**Problem to work on:** Filter on the word "modified": copy each matching line from the listing below.

**Data provided:**
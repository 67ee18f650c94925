//! Request and response bodies exchanged over the API.

use filestore_core::StoredFile;
use serde::{Deserialize, Serialize};
use utoipa::ToSchema;

/// One entry of a file listing.
#[derive(Debug, Clone, PartialEq, Eq, Serialize, Deserialize, ToSchema)]
pub struct FileEntry {
    pub name: String,
    /// Size in bytes
    pub size: u64,
    /// Last modification time, RFC 3339 / ISO-8601
    pub modified: String,
    pub mime_type: String,
}

impl From<StoredFile> for FileEntry {
    fn from(file: StoredFile) -> Self {
        Self {
            name: file.name,
            size: file.size,
            modified: file.modified.to_rfc3339(),
            mime_type: file.mime_type,
        }
    }
}

/// Files under the storage root, newest first.
#[derive(Debug, Clone, PartialEq, Eq, Serialize, Deserialize, ToSchema)]
pub struct ListFilesRes {
    pub files: Vec<FileEntry>,
}

/// Body of `POST /files/`.
///
/// Both fields are optional on the wire so that a missing filename can be reported as such
/// rather than as a deserialisation failure. `content` defaults to the empty string.
#[derive(Debug, Clone, Default, PartialEq, Eq, Serialize, Deserialize, ToSchema)]
pub struct CreateFileReq {
    #[serde(default)]
    pub filename: Option<String>,
    #[serde(default)]
    pub content: Option<String>,
}

#[derive(Debug, Clone, PartialEq, Eq, Serialize, Deserialize, ToSchema)]
pub struct CreateFileRes {
    pub message: String,
    pub filename: String,
}

#[derive(Debug, Clone, PartialEq, Eq, Serialize, Deserialize, ToSchema)]
pub struct ReadFileRes {
    pub filename: String,
    pub content: String,
}

#[derive(Debug, Clone, PartialEq, Eq, Serialize, Deserialize, ToSchema)]
pub struct DeleteFileRes {
    pub message: String,
}

/// Body returned with every non-2xx status.
#[derive(Debug, Clone, PartialEq, Eq, Serialize, Deserialize, ToSchema)]
pub struct ErrorRes {
    pub error: String,
}

#[derive(Debug, Clone, Copy, PartialEq, Eq, Serialize, Deserialize, ToSchema)]
#[serde(rename_all = "lowercase")]
pub enum HealthState {
    Healthy,
    Unhealthy,
}

#[derive(Debug, Clone, Copy, PartialEq, Eq, Serialize, Deserialize, ToSchema)]
#[serde(rename_all = "snake_case")]
pub enum StorageStatus {
    Accessible,
    DirectoryNotFound,
}

/// Health check report.
///
/// `storage_status` is only present when healthy and `error` only when unhealthy.
#[derive(Debug, Clone, PartialEq, Eq, Serialize, Deserialize, ToSchema)]
pub struct HealthRes {
    pub status: HealthState,
    pub timestamp: String,
    pub storage_path: String,
    #[serde(default, skip_serializing_if = "Option::is_none")]
    pub storage_status: Option<StorageStatus>,
    pub pod_name: String,
    pub node_name: String,
    #[serde(default, skip_serializing_if = "Option::is_none")]
    pub error: Option<String>,
}

impl HealthRes {
    pub fn is_healthy(&self) -> bool {
        self.status == HealthState::Healthy
    }
}

#[cfg(test)]
mod tests {
    use super::*;
    use chrono::{TimeZone, Utc};

    #[test]
    fn file_entry_from_stored_file() {
        let stored = StoredFile {
            name: "notes.txt".into(),
            size: 5,
            modified: Utc.with_ymd_and_hms(2024, 1, 2, 3, 4, 5).unwrap(),
            mime_type: "text/plain".into(),
        };

        let entry = FileEntry::from(stored);

        assert_eq!(entry.name, "notes.txt");
        assert_eq!(entry.size, 5);
        assert_eq!(entry.modified, "2024-01-02T03:04:05+00:00");
        assert_eq!(entry.mime_type, "text/plain");
    }

    #[test]
    fn create_request_fields_are_optional() {
        let req: CreateFileReq = serde_json::from_str("{}").unwrap();
        assert_eq!(req, CreateFileReq::default());

        let req: CreateFileReq =
            serde_json::from_str(r#"{"filename": "a.txt", "content": null}"#).unwrap();
        assert_eq!(req.filename.as_deref(), Some("a.txt"));
        assert_eq!(req.content, None);
    }

    #[test]
    fn health_optional_fields_are_omitted() {
        let healthy = HealthRes {
            status: HealthState::Healthy,
            timestamp: "t".into(),
            storage_path: "/data".into(),
            storage_status: Some(StorageStatus::DirectoryNotFound),
            pod_name: "unknown".into(),
            node_name: "unknown".into(),
            error: None,
        };
        let json = serde_json::to_value(&healthy).unwrap();
        assert_eq!(json["status"], "healthy");
        assert_eq!(json["storage_status"], "directory_not_found");
        assert!(json.get("error").is_none());

        let unhealthy = HealthRes {
            status: HealthState::Unhealthy,
            storage_status: None,
            error: Some("boom".into()),
            ..healthy
        };
        let json = serde_json::to_value(&unhealthy).unwrap();
        assert_eq!(json["status"], "unhealthy");
        assert_eq!(json["error"], "boom");
        assert!(json.get("storage_status").is_none());
    }
}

**Reply:**
    pub modified: String,
            modified: file.modified.to_rfc3339(),
            modified: Utc.with_ymd_and_hms(2024, 1, 2, 3, 4, 5).unwrap(),
        assert_eq!(entry.modified, "2024-01-02T03:04:05+00:00");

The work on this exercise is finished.